Joe Honick, GMA International Ltd (Jun. 11, 2013): This does not carry much significance, especially since no one is forced to take the Chinese money. It also ignores similsr bgut long ago heasvy Japanese and German investments that endured for good or otherwise. Somehow Americans don't seem to be wary of our own heavy investment abroad where many billions are often psarked for tax purposes. In other words, this is a "so what?" statistic.
Ronald N. Levy (Jun. 11, 2013): Chinese are becoming the new Jews, suspected and resented because they have money. Jews were driven from country to country so they often couldn't own farms and factories and went into fields that were open--professions and finance.
The Chinese have also suffered discrimination including discriminatory immigration policies by the U.S. and Europe where ctivts urged "ban the yellow peril" so China went into what it could, providing the world with low cost labor and high quality ports.
The Chinese have had four things going for them.
1. END OF STARVATION. Under the extremely corrupt previous government, millions of Chinese starved to death every year, year after year, millions more strarvation deaths every year, but the new government ended that by splitting up the food more fairly.
2. AUTHORITARIANISM. Most people prefer maximum freedom but in India a billion-dollar Tata auto plant had to close because of community activists not stopped by the government. China doesn't permit that destructive kind of activism so plants stay open and the public gets the benefit of plants that are producing.

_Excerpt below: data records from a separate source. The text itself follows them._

//! Typed edits of individual orbital elements, as issued by sliders or `--set name=value` flags.

use std::fmt;
use std::str::FromStr;

use astro_orbits::{CentralBody, OrbitError, OrbitalElements};
use thiserror::Error;

#[derive(Debug, Clone, PartialEq, Error)]
pub enum ParameterError {
    #[error("unknown orbital parameter '{0}'")]
    UnknownParameter(String),
    #[error("expected NAME=VALUE, got '{0}'")]
    MalformedAssignment(String),
    #[error("value '{value}' for {parameter} is not a number")]
    InvalidNumber {
        parameter: ElementParameter,
        value: String,
    },
    #[error("setting {parameter} to {value} produces an invalid orbit: {source}")]
    InvalidOrbit {
        parameter: ElementParameter,
        value: f64,
        #[source]
        source: OrbitError,
    },
}

/// An editable orbital element. Angles are in degrees, lengths in kilometres.
#[derive(Debug, Clone, Copy, PartialEq, Eq, Hash)]
pub enum ElementParameter {
    SemiMajorAxis,
    /// Mean altitude above the surface; sets the semi-major axis.
    Altitude,
    Eccentricity,
    Inclination,
    Raan,
    ArgumentOfPeriapsis,
    TrueAnomaly,
}

impl ElementParameter {
    pub const ALL: [ElementParameter; 7] = [
        ElementParameter::SemiMajorAxis,
        ElementParameter::Altitude,
        ElementParameter::Eccentricity,
        ElementParameter::Inclination,
        ElementParameter::Raan,
        ElementParameter::ArgumentOfPeriapsis,
        ElementParameter::TrueAnomaly,
    ];

    pub fn name(&self) -> &'static str {
        match self {
            ElementParameter::SemiMajorAxis => "semi-major-axis",
            ElementParameter::Altitude => "altitude",
            ElementParameter::Eccentricity => "eccentricity",
            ElementParameter::Inclination => "inclination",
            ElementParameter::Raan => "raan",
            ElementParameter::ArgumentOfPeriapsis => "arg-periapsis",
            ElementParameter::TrueAnomaly => "true-anomaly",
        }
    }

    /// Current value of this parameter in `elements`.
    pub fn get(&self, elements: &OrbitalElements, body: &CentralBody) -> f64 {
        match self {
            ElementParameter::SemiMajorAxis => elements.semi_major_axis_km,
            ElementParameter::Altitude => body.altitude_at_radius(elements.semi_major_axis_km),
            ElementParameter::Eccentricity => elements.eccentricity,
            ElementParameter::Inclination => elements.inclination_deg,
            ElementParameter::Raan => elements.raan_deg,
            ElementParameter::ArgumentOfPeriapsis => elements.arg_periapsis_deg,
            ElementParameter::TrueAnomaly => elements.true_anomaly_deg,
        }
    }

    /// Return a copy of `elements` with this parameter set, rejecting edits that break the orbit.
    pub fn apply(
        &self,
        elements: &OrbitalElements,
        body: &CentralBody,
        value: f64,
    ) -> Result<OrbitalElements, ParameterError> {
        let mut edited = *elements;
        match self {
            ElementParameter::SemiMajorAxis => edited.semi_major_axis_km = value,
            ElementParameter::Altitude => {
                edited.semi_major_axis_km = body.radius_at_altitude(value)
            }
            ElementParameter::Eccentricity => edited.eccentricity = value,
            ElementParameter::Inclination => edited.inclination_deg = value,
            ElementParameter::Raan => edited.raan_deg = value,
            ElementParameter::ArgumentOfPeriapsis => edited.arg_periapsis_deg = value,
            ElementParameter::TrueAnomaly => edited.true_anomaly_deg = value,
        }
        edited
            .validate(body)
            .map_err(|source| ParameterError::InvalidOrbit {
                parameter: *self,
                value,
                source,
            })?;
        Ok(edited)
    }
}

impl fmt::Display for ElementParameter {
    fn fmt(&self, f: &mut fmt::Formatter<'_>) -> fmt::Result {
        f.write_str(self.name())
    }
}

impl FromStr for ElementParameter {
    type Err = ParameterError;

    fn from_str(s: &str) -> Result<Self, Self::Err> {
        let key = s.trim().to_ascii_lowercase().replace('_', "-");
        let parameter = match key.as_str() {
            "semi-major-axis" | "sma" | "a" => ElementParameter::SemiMajorAxis,
            "altitude" | "alt" => ElementParameter::Altitude,
            "eccentricity" | "ecc" | "e" => ElementParameter::Eccentricity,
            "inclination" | "inc" | "i" => ElementParameter::Inclination,
            "raan" | "node" => ElementParameter::Raan,
            "arg-periapsis" | "argument-of-periapsis" | "argp" | "aop" => {
                ElementParameter::ArgumentOfPeriapsis
            }
            "true-anomaly" | "nu" | "ta" => ElementParameter::TrueAnomaly,
            _ => return Err(ParameterError::UnknownParameter(s.to_string())),
        };
        Ok(parameter)
    }
}

/// A parsed `NAME=VALUE` edit.
#[derive(Debug, Clone, Copy, PartialEq)]
pub struct ParameterAssignment {
    pub parameter: ElementParameter,
    pub value: f64,
}

impl ParameterAssignment {
    pub fn apply(
        &self,
        elements: &OrbitalElements,
        body: &CentralBody,
    ) -> Result<OrbitalElements, ParameterError> {
        self.parameter.apply(elements, body, self.value)
    }
}

impl FromStr for ParameterAssignment {
    type Err = ParameterError;

    fn from_str(s: &str) -> Result<Self, Self::Err> {
        let (name, raw) = s
            .split_once('=')
            .ok_or_else(|| ParameterError::MalformedAssignment(s.to_string()))?;
        let parameter: ElementParameter = name.parse()?;
        let value = raw
            .trim()
            .parse::<f64>()
            .map_err(|_| ParameterError::InvalidNumber {
                parameter,
                value: raw.to_string(),
            })?;
        Ok(Self { parameter, value })
    }
}

/// Apply edits in order; the first rejected edit aborts the chain.
pub fn apply_all(
    elements: &OrbitalElements,
    body: &CentralBody,
    assignments: &[ParameterAssignment],
) -> Result<OrbitalElements, ParameterError> {
    assignments
        .iter()
        .try_fold(*elements, |current, assignment| {
            assignment.apply(&current, body)
        })
}
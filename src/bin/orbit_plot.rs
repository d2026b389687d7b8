use std::fs;
use std::path::{Path, PathBuf};

use astro_playground::presets::{DEFAULT_BODY_PATH, load_body};
use clap::Parser;
use csv::ReaderBuilder;
use plotters::prelude::*;

#[derive(Parser, Debug)]
#[command(
    author,
    version,
    about = "Render XY and XZ projections of a trajectory CSV (from `orbit trajectory`)"
)]
struct Cli {
    #[arg(long)]
    input: PathBuf,
    #[arg(long, default_value = "artifacts/orbit.png")]
    output: PathBuf,
    /// Central body catalog, used to draw the body disc
    #[arg(long, default_value = DEFAULT_BODY_PATH)]
    body: PathBuf,
    #[arg(long, default_value_t = 1200)]
    width: u32,
    #[arg(long, default_value_t = 600)]
    height: u32,
}

/// Projection plane: which two position components go on the axes.
#[derive(Clone, Copy)]
struct Plane {
    title: &'static str,
    x_axis: usize,
    y_axis: usize,
}

const PLANES: [Plane; 2] = [
    Plane {
        title: "X-Y projection",
        x_axis: 0,
        y_axis: 1,
    },
    Plane {
        title: "X-Z projection",
        x_axis: 0,
        y_axis: 2,
    },
];

fn main() -> anyhow::Result<()> {
    let cli = Cli::parse();
    astro_playground::logging::init(0);

    let body = load_body(&cli.body)?;
    let points = read_points(&cli.input)?;
    if points.is_empty() {
        return Err(anyhow::anyhow!(
            "No trajectory points in {}",
            cli.input.display()
        ));
    }

    let extent = points
        .iter()
        .flat_map(|p| p.iter().map(|c| c.abs()))
        .fold(body.radius_km, f64::max)
        * 1.1;

    if let Some(parent) = cli.output.parent() {
        if !parent.as_os_str().is_empty() {
            fs::create_dir_all(parent)?;
        }
    }
    let output_str = cli
        .output
        .to_str()
        .ok_or_else(|| anyhow::anyhow!("Output path contains invalid UTF-8"))?;
    let root = BitMapBackend::new(output_str, (cli.width, cli.height)).into_drawing_area();
    root.fill(&WHITE)?;

    let font_family = select_font_family();
    let caption_font = FontDesc::new(font_family, 22.0, FontStyle::Bold);
    let label_font = FontDesc::new(font_family, 14.0, FontStyle::Normal);

    let (left, right) = root.split_horizontally(cli.width / 2);
    for (area, plane) in [left, right].iter().zip(PLANES) {
        let mut chart = ChartBuilder::on(area)
            .margin(20)
            .caption(plane.title, caption_font.clone())
            .x_label_area_size(40)
            .y_label_area_size(70)
            .build_cartesian_2d(-extent..extent, -extent..extent)?;

        chart
            .configure_mesh()
            .x_desc("km")
            .y_desc("km")
            .label_style(label_font.clone())
            .x_labels(5)
            .y_labels(5)
            .x_label_formatter(&|v| format!("{v:.0}"))
            .y_label_formatter(&|v| format!("{v:.0}"))
            .draw()?;

        let disc: Vec<(f64, f64)> = (0..=120)
            .map(|k| {
                let angle = std::f64::consts::TAU * k as f64 / 120.0;
                (body.radius_km * angle.cos(), body.radius_km * angle.sin())
            })
            .collect();
        chart.draw_series(std::iter::once(Polygon::new(
            disc,
            RGBColor(70, 130, 180).mix(0.4).filled(),
        )))?;

        let mut path: Vec<(f64, f64)> = points
            .iter()
            .map(|p| (p[plane.x_axis], p[plane.y_axis]))
            .collect();
        if let Some(&first) = path.first() {
            path.push(first);
        }
        chart.draw_series(LineSeries::new(
            path,
            ShapeStyle::from(&RGBColor(210, 100, 20)).stroke_width(2),
        ))?;
    }

    root.present()?;
    println!("Wrote {}", cli.output.display());
    Ok(())
}

fn select_font_family() -> FontFamily<'static> {
    if cfg!(target_os = "macos") {
        FontFamily::Name("Helvetica")
    } else if cfg!(target_os = "windows") {
        FontFamily::Name("Arial")
    } else {
        FontFamily::Name("DejaVu Sans")
    }
}

fn read_points(path: &Path) -> anyhow::Result<Vec<[f64; 3]>> {
    let mut rdr = ReaderBuilder::new().has_headers(true).from_path(path)?;
    let headers = rdr.headers()?.clone();
    let column = |name: &str| {
        headers
            .iter()
            .position(|h| h.eq_ignore_ascii_case(name))
            .ok_or_else(|| anyhow::anyhow!("CSV missing '{}' column", name))
    };
    let indices = [column("x_km")?, column("y_km")?, column("z_km")?];

    let mut points = Vec::new();
    for rec in rdr.records() {
        let r = rec?;
        let mut point = [f64::NAN; 3];
        for (slot, &idx) in point.iter_mut().zip(&indices) {
            *slot = r.get(idx).unwrap_or("").parse().unwrap_or(f64::NAN);
        }
        if point.iter().all(|c| c.is_finite()) {
            points.push(point);
        }
    }
    Ok(points)
}
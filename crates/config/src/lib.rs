//! Configuration models and loaders for the Astrodynamics Playground.

use std::fs::File;
use std::path::{Path, PathBuf};

use astro_core::CentralBody;
use chrono::{DateTime, Utc};
use serde::Deserialize;
use thiserror::Error;

/// Central body definition parsed from the body catalog.
#[derive(Debug, Deserialize, Clone, PartialEq)]
pub struct BodyConfig {
    pub name: String,
    #[serde(default)]
    pub description: Option<String>,
    pub radius_km: f64,
    pub mu_km3_s2: f64,
}

impl BodyConfig {
    pub fn to_body(&self) -> CentralBody {
        CentralBody::new(self.name.clone(), self.radius_km, self.mu_km3_s2)
    }
}

/// Orbit preset parsed from the preset catalog. Angles are in degrees.
///
/// Exactly one of `semi_major_axis_km` and `altitude_km` must be given.
#[derive(Debug, Deserialize, Clone, PartialEq)]
pub struct PresetConfig {
    pub name: String,
    #[serde(default)]
    pub description: Option<String>,
    #[serde(default)]
    pub semi_major_axis_km: Option<f64>,
    #[serde(default)]
    pub altitude_km: Option<f64>,
    #[serde(default)]
    pub eccentricity: f64,
    #[serde(default)]
    pub inclination_deg: f64,
    #[serde(default)]
    pub raan_deg: f64,
    #[serde(default)]
    pub arg_periapsis_deg: f64,
    #[serde(default)]
    pub true_anomaly_deg: f64,
    /// RFC 3339 timestamp; loaders fall back to J2000 when absent.
    #[serde(default)]
    pub epoch: Option<DateTime<Utc>>,
}

impl PresetConfig {
    /// Resolve the semi-major axis, converting an altitude with the given body radius.
    pub fn semi_major_axis_km(&self, body_radius_km: f64) -> Result<f64, ConfigError> {
        match (self.semi_major_axis_km, self.altitude_km) {
            (Some(a), None) => Ok(a),
            (None, Some(altitude)) => Ok(body_radius_km + altitude),
            (Some(_), Some(_)) => Err(ConfigError::InvalidPreset {
                name: self.name.clone(),
                reason: "both semi_major_axis_km and altitude_km are set",
            }),
            (None, None) => Err(ConfigError::InvalidPreset {
                name: self.name.clone(),
                reason: "one of semi_major_axis_km or altitude_km is required",
            }),
        }
    }
}

/// Errors that can occur while loading configuration files.
#[derive(Debug, Error)]
pub enum ConfigError {
    #[error("failed to read configuration: {0}")]
    Io(#[from] std::io::Error),
    #[error("failed to parse YAML: {0}")]
    Parse(#[from] serde_yaml::Error),
    #[error("failed to parse TOML: {0}")]
    Toml(#[from] toml::de::Error),
    #[error("preset '{name}' is invalid: {reason}")]
    InvalidPreset { name: String, reason: &'static str },
}

/// Load central bodies from a TOML file, a YAML list, or a directory of TOML files.
pub fn load_bodies<P: AsRef<Path>>(path: P) -> Result<Vec<BodyConfig>, ConfigError> {
    load_records(path)
}

/// Load orbit presets from a YAML list or a directory of TOML files.
pub fn load_presets<P: AsRef<Path>>(path: P) -> Result<Vec<PresetConfig>, ConfigError> {
    load_records(path)
}

fn load_records<T, P>(path: P) -> Result<Vec<T>, ConfigError>
where
    T: for<'de> Deserialize<'de>,
    P: AsRef<Path>,
{
    let path = path.as_ref();
    if path.is_dir() {
        read_dir_records(path)
    } else if path.extension().map(|ext| ext == "toml").unwrap_or(false) {
        let contents = std::fs::read_to_string(path)?;
        let record: T = toml::from_str(&contents)?;
        Ok(vec![record])
    } else {
        let reader = File::open(path)?;
        Ok(serde_yaml::from_reader(reader)?)
    }
}

fn read_dir_records<T>(dir: &Path) -> Result<Vec<T>, ConfigError>
where
    T: for<'de> Deserialize<'de>,
{
    let mut records = Vec::new();
    let mut entries: Vec<PathBuf> = std::fs::read_dir(dir)?
        .filter_map(|entry| entry.ok().map(|e| e.path()))
        .filter(|path| path.extension().map(|ext| ext == "toml").unwrap_or(false))
        .collect();
    entries.sort();
    for path in entries {
        let contents = std::fs::read_to_string(&path)?;
        let record: T = toml::from_str(&contents)?;
        records.push(record);
    }
    Ok(records)
}

#[cfg(test)]
mod tests {
    use super::*;

    #[test]
    fn preset_requires_exactly_one_size_field() {
        let yaml = "- name: both\n  semi_major_axis_km: 7000.0\n  altitude_km: 600.0\n\
                    - name: none\n";
        let presets: Vec<PresetConfig> = serde_yaml::from_str(yaml).unwrap();
        assert!(matches!(
            presets[0].semi_major_axis_km(6378.137),
            Err(ConfigError::InvalidPreset { .. })
        ));
        assert!(matches!(
            presets[1].semi_major_axis_km(6378.137),
            Err(ConfigError::InvalidPreset { .. })
        ));
    }

    #[test]
    fn altitude_is_converted_with_body_radius() {
        let preset: PresetConfig =
            toml::from_str("name = \"LEO\"\naltitude_km = 500.0\nepoch = \"2024-01-01T00:00:00Z\"")
                .unwrap();
        assert_eq!(preset.semi_major_axis_km(6378.0).unwrap(), 6878.0);
        assert!(preset.epoch.is_some());
        assert_eq!(preset.eccentricity, 0.0);
    }
}
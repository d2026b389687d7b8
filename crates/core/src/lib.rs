//! Central-body constants, unit conversions and small vector helpers shared across the
//! Astrodynamics Playground workspace.
//!
//! The engine works internally in kilometres, seconds and kilometres per second. Angles
//! cross the public API in degrees and are converted to radians at the formula boundary.

/// Physical constants expressed in engine units (km, s) unless stated otherwise.
pub mod constants {
    /// Mean equatorial radius of the Earth (km, WGS-84).
    pub const EARTH_RADIUS_KM: f64 = 6_378.137;
    /// Standard gravitational parameter of the Earth (km³/s²).
    pub const EARTH_MU_KM3_S2: f64 = 398_600.441_8;
    /// Altitude of the geostationary belt above the equator (km).
    pub const GEOSTATIONARY_ALTITUDE_KM: f64 = 35_786.0;
    /// Inclination typical of sun-synchronous low orbits (degrees).
    pub const SUN_SYNCHRONOUS_INCLINATION_DEG: f64 = 98.7;
    /// Seconds per mean solar day.
    pub const SECONDS_PER_DAY: f64 = 86_400.0;
}

/// A spherical central body described by its radius and gravitational parameter.
#[derive(Debug, Clone, PartialEq)]
pub struct CentralBody {
    pub name: String,
    pub radius_km: f64,
    pub mu_km3_s2: f64,
}

impl CentralBody {
    /// The Earth, using WGS-84 radius and the standard gravitational parameter.
    pub fn earth() -> Self {
        Self {
            name: "EARTH".to_string(),
            radius_km: constants::EARTH_RADIUS_KM,
            mu_km3_s2: constants::EARTH_MU_KM3_S2,
        }
    }

    pub fn new(name: impl Into<String>, radius_km: f64, mu_km3_s2: f64) -> Self {
        Self {
            name: name.into(),
            radius_km,
            mu_km3_s2,
        }
    }

    /// Radius measured from the body centre for a given altitude above the surface.
    #[inline]
    pub fn radius_at_altitude(&self, altitude_km: f64) -> f64 {
        self.radius_km + altitude_km
    }

    /// Altitude above the surface for a radius measured from the body centre.
    #[inline]
    pub fn altitude_at_radius(&self, radius_km: f64) -> f64 {
        radius_km - self.radius_km
    }
}

impl Default for CentralBody {
    fn default() -> Self {
        Self::earth()
    }
}

/// Basic unit conversion helpers.
pub mod units {
    use std::f64::consts::TAU;

    /// Convert kilometres per second to metres per second.
    #[inline]
    pub fn kms_to_ms(v: f64) -> f64 {
        v * 1_000.0
    }

    /// Wrap an angle in degrees into [0, 360).
    pub fn wrap_degrees(angle_deg: f64) -> f64 {
        let wrapped = angle_deg.rem_euclid(360.0);
        // rem_euclid can round up to the modulus for tiny negative inputs
        if wrapped >= 360.0 { 0.0 } else { wrapped }
    }

    /// Wrap an angle in radians into [0, 2π).
    pub fn wrap_radians(angle_rad: f64) -> f64 {
        let wrapped = angle_rad.rem_euclid(TAU);
        if wrapped >= TAU { 0.0 } else { wrapped }
    }
}

/// Lightweight time utilities shared across crates.
pub mod time {
    use super::constants::SECONDS_PER_DAY;

    /// Convert days to seconds.
    #[inline]
    pub fn days_to_seconds(days: f64) -> f64 {
        days * SECONDS_PER_DAY
    }

    #[inline]
    pub fn seconds_to_minutes(seconds: f64) -> f64 {
        seconds / 60.0
    }

    /// Split a non-negative duration into whole (days, hours, minutes).
    pub fn split_duration(seconds: f64) -> (i64, i64, i64) {
        let total_seconds = seconds.max(0.0);
        let days = (total_seconds / SECONDS_PER_DAY).floor() as i64;
        let remaining = total_seconds - (days as f64 * SECONDS_PER_DAY);
        let hours = (remaining / 3_600.0).floor() as i64;
        let minutes = ((remaining - hours as f64 * 3_600.0) / 60.0).floor() as i64;
        (days, hours, minutes)
    }

    /// Human-readable duration, e.g. `5 h 17 min` or `2 d 3 h 0 min`.
    pub fn format_duration(seconds: f64) -> String {
        let (d, h, m) = split_duration(seconds);
        if d > 0 {
            format!("{d} d {h} h {m} min")
        } else if h > 0 {
            format!("{h} h {m} min")
        } else {
            let secs = seconds.max(0.0) - (m as f64) * 60.0;
            format!("{m} min {secs:.0} s")
        }
    }
}

/// Minimal vector helpers to avoid ad-hoc `[f64; 3]` math everywhere.
pub mod vector {
    /// Alias for a 3D vector in kilometres or km/s depending on context.
    pub type Vector3 = [f64; 3];

    /// Row-major 3×3 matrix.
    pub type Matrix3 = [[f64; 3]; 3];

    /// Euclidean norm of a vector.
    #[inline]
    pub fn norm(v: &Vector3) -> f64 {
        dot(v, v).sqrt()
    }

    /// Dot product of two vectors.
    #[inline]
    pub fn dot(a: &Vector3, b: &Vector3) -> f64 {
        a[0] * b[0] + a[1] * b[1] + a[2] * b[2]
    }

    /// Cross product of two vectors.
    #[inline]
    pub fn cross(a: &Vector3, b: &Vector3) -> Vector3 {
        [
            a[1] * b[2] - a[2] * b[1],
            a[2] * b[0] - a[0] * b[2],
            a[0] * b[1] - a[1] * b[0],
        ]
    }

    /// Matrix-vector product.
    #[inline]
    pub fn mat_mul_vec(m: &Matrix3, v: &Vector3) -> Vector3 {
        [dot(&m[0], v), dot(&m[1], v), dot(&m[2], v)]
    }

    /// True when every component is finite.
    #[inline]
    pub fn is_finite(v: &Vector3) -> bool {
        v.iter().all(|c| c.is_finite())
    }
}

#[cfg(test)]
mod tests {
    use super::*;

    #[test]
    fn wrap_degrees_handles_negative_and_overflow() {
        assert_eq!(units::wrap_degrees(-90.0), 270.0);
        assert_eq!(units::wrap_degrees(720.0), 0.0);
        assert!((units::wrap_degrees(361.5) - 1.5).abs() < 1e-12);
        assert!(units::wrap_degrees(-1e-18) < 360.0);
    }

    #[test]
    fn duration_formatting() {
        assert_eq!(time::format_duration(5.0 * 3_600.0 + 17.0 * 60.0), "5 h 17 min");
        assert_eq!(time::format_duration(86_400.0 + 60.0), "1 d 0 h 1 min");
        assert_eq!(time::format_duration(90.0), "1 min 30 s");
    }

    #[test]
    fn cross_product_of_basis_vectors() {
        assert_eq!(vector::cross(&[1.0, 0.0, 0.0], &[0.0, 1.0, 0.0]), [0.0, 0.0, 1.0]);
    }
}
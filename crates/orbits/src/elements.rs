//! Classical orbital elements, the canonical description of an orbit at an epoch.

use astro_core::CentralBody;
use astro_core::units::wrap_degrees;
use chrono::{DateTime, TimeZone, Utc};
use serde::{Deserialize, Serialize};

use crate::error::OrbitError;

/// Classical Keplerian elements. Angles are in degrees.
///
/// Only the semi-major axis and the eccentricity are checked (see [`OrbitalElements::validate`]);
/// angles outside their conventional ranges are accepted and wrap through trigonometry.
#[derive(Debug, Clone, Copy, PartialEq, Serialize, Deserialize)]
pub struct OrbitalElements {
    pub semi_major_axis_km: f64,
    pub eccentricity: f64,
    pub inclination_deg: f64,
    /// Right ascension of the ascending node.
    pub raan_deg: f64,
    pub arg_periapsis_deg: f64,
    pub true_anomaly_deg: f64,
    pub epoch: DateTime<Utc>,
}

/// The J2000 reference epoch, 2000-01-01 12:00:00 UTC.
pub fn j2000() -> DateTime<Utc> {
    Utc.with_ymd_and_hms(2000, 1, 1, 12, 0, 0)
        .single()
        .unwrap_or(DateTime::UNIX_EPOCH)
}

impl OrbitalElements {
    /// A circular orbit at the given altitude with all node/periapsis angles at zero.
    pub fn circular(
        body: &CentralBody,
        altitude_km: f64,
        inclination_deg: f64,
        epoch: DateTime<Utc>,
    ) -> Self {
        Self {
            semi_major_axis_km: body.radius_at_altitude(altitude_km),
            eccentricity: 0.0,
            inclination_deg,
            raan_deg: 0.0,
            arg_periapsis_deg: 0.0,
            true_anomaly_deg: 0.0,
            epoch,
        }
    }

    /// Check the two enforced invariants: the orbit clears the body and is a bound ellipse.
    pub fn validate(&self, body: &CentralBody) -> Result<(), OrbitError> {
        // Written as negated comparisons so NaN fails them too.
        if !(self.semi_major_axis_km > body.radius_km) || self.semi_major_axis_km.is_infinite() {
            return Err(OrbitError::SemiMajorAxisInsideBody {
                semi_major_axis_km: self.semi_major_axis_km,
                body_radius_km: body.radius_km,
            });
        }
        if !(0.0..1.0).contains(&self.eccentricity) {
            return Err(OrbitError::EccentricityOutOfRange(self.eccentricity));
        }
        Ok(())
    }

    pub fn with_true_anomaly(self, true_anomaly_deg: f64) -> Self {
        Self {
            true_anomaly_deg,
            ..self
        }
    }

    /// Copy with the true anomaly wrapped into [0, 360).
    pub fn normalized(self) -> Self {
        self.with_true_anomaly(wrap_degrees(self.true_anomaly_deg))
    }

    /// p = a(1 − e²).
    pub fn semi_latus_rectum_km(&self) -> f64 {
        self.semi_major_axis_km * (1.0 - self.eccentricity * self.eccentricity)
    }

    pub fn periapsis_radius_km(&self) -> f64 {
        self.semi_major_axis_km * (1.0 - self.eccentricity)
    }

    pub fn apoapsis_radius_km(&self) -> f64 {
        self.semi_major_axis_km * (1.0 + self.eccentricity)
    }

    /// Conic radius at the current true anomaly.
    pub fn radius_km(&self) -> f64 {
        let nu = self.true_anomaly_deg.to_radians();
        self.semi_latus_rectum_km() / (1.0 + self.eccentricity * nu.cos())
    }
}

#[cfg(test)]
mod tests {
    use super::*;

    fn leo() -> OrbitalElements {
        OrbitalElements::circular(&CentralBody::earth(), 500.0, 28.5, j2000())
    }

    #[test]
    fn rejects_semi_major_axis_inside_body() {
        let body = CentralBody::earth();
        let elements = OrbitalElements {
            semi_major_axis_km: body.radius_km - 1.0,
            ..leo()
        };
        assert!(matches!(
            elements.validate(&body),
            Err(OrbitError::SemiMajorAxisInsideBody { .. })
        ));
    }

    #[test]
    fn rejects_unbound_and_nan_eccentricity() {
        let body = CentralBody::earth();
        for e in [1.0, 1.5, -0.1, f64::NAN] {
            let elements = OrbitalElements {
                eccentricity: e,
                ..leo()
            };
            assert!(matches!(
                elements.validate(&body),
                Err(OrbitError::EccentricityOutOfRange(_))
            ));
        }
    }

    #[test]
    fn out_of_range_angles_are_accepted() {
        let elements = OrbitalElements {
            inclination_deg: 270.0,
            raan_deg: -45.0,
            true_anomaly_deg: 1_000.0,
            ..leo()
        };
        assert!(elements.validate(&CentralBody::earth()).is_ok());
        assert!((elements.normalized().true_anomaly_deg - 280.0).abs() < 1e-9);
    }
}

3. THRIFT. Even more than Germans who suffered an extremely tough economy after the non-stop Allied economic punishment after World War I, the Chinese also learned to live on very little so when Western exploiters were kicked out or chose to leave, the Chinese saved and had lot of money to lend.
4. RESPONSE TO PERSECUTION. Just as persecuted Jews helped each other to survive, the Chinese have recognized that in spite of all their population they are a persecuted miority, At the entrance to a big park in Shanghai is a sign, put up when the occidentals ruled the orientals, "No Dogs Or Chinese Allowed." I saw that sign which reminds the Chinese of how things used to be and why they should stick together.
The good news for the U.S. is that China is a huge potential market for the U.S. which can mean tens of millions of additional American jobs plus good financing for our government and our companies--and a higher standard of living for Americans.
That means opportunity for us and we can use it or lose it.